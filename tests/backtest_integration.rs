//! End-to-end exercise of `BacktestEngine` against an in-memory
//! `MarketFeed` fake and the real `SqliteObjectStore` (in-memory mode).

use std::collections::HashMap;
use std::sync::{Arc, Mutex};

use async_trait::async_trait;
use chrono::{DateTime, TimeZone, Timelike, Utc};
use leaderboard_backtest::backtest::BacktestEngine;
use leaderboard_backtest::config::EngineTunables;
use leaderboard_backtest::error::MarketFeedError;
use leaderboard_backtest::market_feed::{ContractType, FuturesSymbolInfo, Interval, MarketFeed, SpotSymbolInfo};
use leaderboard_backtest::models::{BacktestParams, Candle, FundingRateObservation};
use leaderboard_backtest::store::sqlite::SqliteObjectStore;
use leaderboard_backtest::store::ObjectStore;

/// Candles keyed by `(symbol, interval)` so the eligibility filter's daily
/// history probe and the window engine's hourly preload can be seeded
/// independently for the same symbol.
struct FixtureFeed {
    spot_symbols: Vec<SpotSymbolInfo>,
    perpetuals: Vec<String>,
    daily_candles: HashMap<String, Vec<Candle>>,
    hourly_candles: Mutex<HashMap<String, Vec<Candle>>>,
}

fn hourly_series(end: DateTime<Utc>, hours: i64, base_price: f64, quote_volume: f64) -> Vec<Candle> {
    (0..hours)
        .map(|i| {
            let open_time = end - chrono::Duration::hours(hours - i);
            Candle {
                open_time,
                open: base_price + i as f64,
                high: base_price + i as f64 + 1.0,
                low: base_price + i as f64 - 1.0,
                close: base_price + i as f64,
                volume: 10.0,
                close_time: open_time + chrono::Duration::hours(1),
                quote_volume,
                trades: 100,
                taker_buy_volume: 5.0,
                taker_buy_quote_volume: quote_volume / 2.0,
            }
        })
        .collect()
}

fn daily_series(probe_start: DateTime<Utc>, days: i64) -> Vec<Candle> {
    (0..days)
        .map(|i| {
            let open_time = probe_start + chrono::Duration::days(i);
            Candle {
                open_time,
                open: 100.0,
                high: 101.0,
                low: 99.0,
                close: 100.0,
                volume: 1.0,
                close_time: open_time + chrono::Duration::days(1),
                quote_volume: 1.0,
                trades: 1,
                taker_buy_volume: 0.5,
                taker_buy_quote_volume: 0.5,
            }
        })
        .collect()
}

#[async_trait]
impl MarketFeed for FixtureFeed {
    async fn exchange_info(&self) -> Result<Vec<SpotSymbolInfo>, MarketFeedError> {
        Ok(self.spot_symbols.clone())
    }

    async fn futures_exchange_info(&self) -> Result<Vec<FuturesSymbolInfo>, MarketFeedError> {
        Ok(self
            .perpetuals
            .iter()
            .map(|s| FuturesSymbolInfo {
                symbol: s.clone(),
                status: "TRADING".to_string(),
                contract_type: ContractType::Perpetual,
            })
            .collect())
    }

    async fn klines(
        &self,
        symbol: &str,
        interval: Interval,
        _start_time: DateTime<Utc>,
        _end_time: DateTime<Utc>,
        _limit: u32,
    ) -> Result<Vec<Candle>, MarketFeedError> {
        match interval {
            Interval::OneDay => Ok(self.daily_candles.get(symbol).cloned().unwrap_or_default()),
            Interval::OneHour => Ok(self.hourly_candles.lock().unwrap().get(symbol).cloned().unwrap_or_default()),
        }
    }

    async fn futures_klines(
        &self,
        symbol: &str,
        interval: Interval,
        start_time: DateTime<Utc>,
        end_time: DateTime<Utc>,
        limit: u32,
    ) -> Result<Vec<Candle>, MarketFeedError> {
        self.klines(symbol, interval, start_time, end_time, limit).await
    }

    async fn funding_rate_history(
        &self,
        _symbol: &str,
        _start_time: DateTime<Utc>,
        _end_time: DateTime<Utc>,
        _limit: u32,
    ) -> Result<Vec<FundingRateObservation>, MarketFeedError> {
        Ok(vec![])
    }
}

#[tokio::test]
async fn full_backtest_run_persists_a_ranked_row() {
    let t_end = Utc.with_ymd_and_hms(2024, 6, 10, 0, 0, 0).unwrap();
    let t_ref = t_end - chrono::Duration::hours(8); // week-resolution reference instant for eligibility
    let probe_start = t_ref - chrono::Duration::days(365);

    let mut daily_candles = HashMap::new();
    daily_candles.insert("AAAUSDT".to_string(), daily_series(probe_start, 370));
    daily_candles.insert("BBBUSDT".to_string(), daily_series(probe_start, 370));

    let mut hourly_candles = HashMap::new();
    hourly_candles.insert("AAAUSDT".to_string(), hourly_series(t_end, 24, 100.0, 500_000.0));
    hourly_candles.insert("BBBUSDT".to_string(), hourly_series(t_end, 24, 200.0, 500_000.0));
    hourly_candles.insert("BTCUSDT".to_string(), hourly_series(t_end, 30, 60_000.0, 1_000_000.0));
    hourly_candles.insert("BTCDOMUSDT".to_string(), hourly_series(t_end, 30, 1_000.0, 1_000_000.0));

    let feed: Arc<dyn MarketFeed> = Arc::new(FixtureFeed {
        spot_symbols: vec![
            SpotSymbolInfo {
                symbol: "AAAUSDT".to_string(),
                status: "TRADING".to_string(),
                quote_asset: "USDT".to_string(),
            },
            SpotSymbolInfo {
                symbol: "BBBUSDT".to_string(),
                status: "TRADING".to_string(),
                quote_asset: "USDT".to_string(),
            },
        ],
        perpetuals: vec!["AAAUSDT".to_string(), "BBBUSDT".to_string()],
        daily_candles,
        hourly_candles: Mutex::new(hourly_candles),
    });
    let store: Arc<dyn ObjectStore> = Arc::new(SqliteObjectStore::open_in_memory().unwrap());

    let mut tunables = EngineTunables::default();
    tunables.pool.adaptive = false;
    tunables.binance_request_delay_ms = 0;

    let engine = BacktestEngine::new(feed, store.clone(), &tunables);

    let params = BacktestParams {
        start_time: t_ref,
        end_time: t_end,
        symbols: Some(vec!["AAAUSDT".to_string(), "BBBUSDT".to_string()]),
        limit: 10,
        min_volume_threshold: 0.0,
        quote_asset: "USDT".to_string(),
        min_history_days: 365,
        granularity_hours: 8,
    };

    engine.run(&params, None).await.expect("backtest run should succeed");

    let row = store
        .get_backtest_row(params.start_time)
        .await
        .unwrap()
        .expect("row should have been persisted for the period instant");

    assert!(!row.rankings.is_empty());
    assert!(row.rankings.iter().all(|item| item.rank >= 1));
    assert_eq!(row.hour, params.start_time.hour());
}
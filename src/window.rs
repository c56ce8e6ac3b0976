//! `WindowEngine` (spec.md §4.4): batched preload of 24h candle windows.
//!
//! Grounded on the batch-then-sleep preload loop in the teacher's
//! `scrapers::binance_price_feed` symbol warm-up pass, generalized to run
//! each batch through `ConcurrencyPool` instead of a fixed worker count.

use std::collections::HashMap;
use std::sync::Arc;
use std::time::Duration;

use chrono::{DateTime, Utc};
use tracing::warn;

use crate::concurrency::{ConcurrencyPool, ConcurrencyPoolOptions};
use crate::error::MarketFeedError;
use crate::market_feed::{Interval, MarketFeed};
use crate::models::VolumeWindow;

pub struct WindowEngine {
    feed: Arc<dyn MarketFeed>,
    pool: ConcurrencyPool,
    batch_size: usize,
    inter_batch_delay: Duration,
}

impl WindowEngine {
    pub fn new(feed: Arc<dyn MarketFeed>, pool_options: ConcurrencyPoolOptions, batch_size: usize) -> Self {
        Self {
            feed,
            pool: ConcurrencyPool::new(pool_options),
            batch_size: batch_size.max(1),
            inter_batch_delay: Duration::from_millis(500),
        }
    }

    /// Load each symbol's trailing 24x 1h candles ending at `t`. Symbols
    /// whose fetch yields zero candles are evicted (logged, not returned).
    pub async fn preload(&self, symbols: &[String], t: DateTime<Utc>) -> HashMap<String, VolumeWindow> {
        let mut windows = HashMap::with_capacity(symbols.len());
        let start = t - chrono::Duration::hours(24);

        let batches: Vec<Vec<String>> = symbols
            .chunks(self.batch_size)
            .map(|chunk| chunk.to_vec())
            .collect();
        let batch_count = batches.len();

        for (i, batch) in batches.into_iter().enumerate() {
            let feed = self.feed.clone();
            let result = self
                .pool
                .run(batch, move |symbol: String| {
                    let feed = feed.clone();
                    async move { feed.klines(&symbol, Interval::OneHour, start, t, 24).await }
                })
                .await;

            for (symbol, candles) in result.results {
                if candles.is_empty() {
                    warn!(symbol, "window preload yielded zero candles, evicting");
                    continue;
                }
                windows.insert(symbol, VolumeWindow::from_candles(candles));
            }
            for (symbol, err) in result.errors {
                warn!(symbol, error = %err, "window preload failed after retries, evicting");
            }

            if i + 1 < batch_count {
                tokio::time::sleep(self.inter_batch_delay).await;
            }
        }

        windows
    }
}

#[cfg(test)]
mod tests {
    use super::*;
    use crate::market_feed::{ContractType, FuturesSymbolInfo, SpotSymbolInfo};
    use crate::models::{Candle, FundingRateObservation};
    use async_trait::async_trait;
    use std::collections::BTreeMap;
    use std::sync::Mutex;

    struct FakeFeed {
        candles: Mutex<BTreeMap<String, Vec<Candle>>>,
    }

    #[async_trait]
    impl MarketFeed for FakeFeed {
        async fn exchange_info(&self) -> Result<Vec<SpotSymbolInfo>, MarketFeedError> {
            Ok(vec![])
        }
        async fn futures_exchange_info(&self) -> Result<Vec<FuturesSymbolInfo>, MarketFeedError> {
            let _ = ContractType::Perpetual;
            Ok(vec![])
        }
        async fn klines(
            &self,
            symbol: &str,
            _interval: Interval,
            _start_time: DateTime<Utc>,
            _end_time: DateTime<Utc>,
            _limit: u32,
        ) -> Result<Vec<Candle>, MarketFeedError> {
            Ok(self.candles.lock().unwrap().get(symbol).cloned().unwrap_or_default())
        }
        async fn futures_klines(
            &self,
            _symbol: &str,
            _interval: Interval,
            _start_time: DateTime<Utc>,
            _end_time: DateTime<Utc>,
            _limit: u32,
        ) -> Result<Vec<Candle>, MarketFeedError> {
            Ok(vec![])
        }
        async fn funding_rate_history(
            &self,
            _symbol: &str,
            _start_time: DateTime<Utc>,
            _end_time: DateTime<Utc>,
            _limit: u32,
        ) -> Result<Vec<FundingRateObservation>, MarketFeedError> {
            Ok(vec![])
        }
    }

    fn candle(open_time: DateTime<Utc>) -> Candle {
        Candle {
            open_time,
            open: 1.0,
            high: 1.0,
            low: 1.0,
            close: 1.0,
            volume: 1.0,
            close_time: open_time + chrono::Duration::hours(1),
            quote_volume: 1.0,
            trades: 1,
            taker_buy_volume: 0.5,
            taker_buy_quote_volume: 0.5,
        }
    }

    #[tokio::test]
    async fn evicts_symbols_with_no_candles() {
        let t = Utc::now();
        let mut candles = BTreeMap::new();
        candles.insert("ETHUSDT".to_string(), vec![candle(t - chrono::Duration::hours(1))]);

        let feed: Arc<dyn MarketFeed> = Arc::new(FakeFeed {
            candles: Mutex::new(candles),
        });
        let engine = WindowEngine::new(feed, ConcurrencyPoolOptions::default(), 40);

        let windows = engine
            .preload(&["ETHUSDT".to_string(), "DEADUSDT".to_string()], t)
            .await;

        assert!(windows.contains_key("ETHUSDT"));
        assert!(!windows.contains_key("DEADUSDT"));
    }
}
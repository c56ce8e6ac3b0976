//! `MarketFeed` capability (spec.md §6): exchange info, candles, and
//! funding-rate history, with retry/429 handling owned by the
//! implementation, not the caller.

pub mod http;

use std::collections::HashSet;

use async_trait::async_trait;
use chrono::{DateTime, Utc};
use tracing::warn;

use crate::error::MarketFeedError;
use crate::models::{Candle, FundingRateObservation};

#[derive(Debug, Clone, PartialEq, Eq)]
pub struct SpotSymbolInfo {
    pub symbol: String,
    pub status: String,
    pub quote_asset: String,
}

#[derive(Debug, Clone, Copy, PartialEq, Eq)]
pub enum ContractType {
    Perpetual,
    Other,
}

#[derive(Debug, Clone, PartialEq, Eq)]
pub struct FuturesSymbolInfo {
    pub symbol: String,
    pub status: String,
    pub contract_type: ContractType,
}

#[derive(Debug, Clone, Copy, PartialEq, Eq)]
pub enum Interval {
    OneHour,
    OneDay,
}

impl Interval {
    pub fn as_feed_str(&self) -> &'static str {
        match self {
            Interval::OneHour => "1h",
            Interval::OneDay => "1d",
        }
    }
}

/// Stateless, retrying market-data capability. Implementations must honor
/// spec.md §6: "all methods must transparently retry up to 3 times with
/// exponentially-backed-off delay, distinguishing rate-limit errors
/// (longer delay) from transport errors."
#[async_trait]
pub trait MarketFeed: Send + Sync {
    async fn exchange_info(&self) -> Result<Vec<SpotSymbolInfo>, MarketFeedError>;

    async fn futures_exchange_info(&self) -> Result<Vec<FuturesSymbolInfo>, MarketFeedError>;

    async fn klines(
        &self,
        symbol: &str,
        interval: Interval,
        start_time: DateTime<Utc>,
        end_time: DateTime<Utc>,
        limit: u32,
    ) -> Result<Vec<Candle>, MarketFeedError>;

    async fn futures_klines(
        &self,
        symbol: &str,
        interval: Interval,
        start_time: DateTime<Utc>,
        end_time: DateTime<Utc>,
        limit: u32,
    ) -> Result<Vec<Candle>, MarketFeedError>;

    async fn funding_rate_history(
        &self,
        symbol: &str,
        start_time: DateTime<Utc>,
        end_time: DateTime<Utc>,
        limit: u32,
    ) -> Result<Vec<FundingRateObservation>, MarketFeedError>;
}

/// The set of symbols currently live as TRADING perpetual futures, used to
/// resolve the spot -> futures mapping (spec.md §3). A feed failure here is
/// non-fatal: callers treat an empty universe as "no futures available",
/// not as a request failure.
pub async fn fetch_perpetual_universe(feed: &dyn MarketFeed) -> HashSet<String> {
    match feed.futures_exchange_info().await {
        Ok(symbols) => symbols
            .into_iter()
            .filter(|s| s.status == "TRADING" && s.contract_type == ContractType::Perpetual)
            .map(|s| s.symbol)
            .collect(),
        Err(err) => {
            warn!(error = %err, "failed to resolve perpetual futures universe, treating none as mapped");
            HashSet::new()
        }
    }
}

______________________________

(WHAT THE TASK REQUIRES) Scan the entries above for the word "match". Report the lines that hold it.

(RESULT BELOW)
        match interval {
        match self {
    match feed.futures_exchange_info().await {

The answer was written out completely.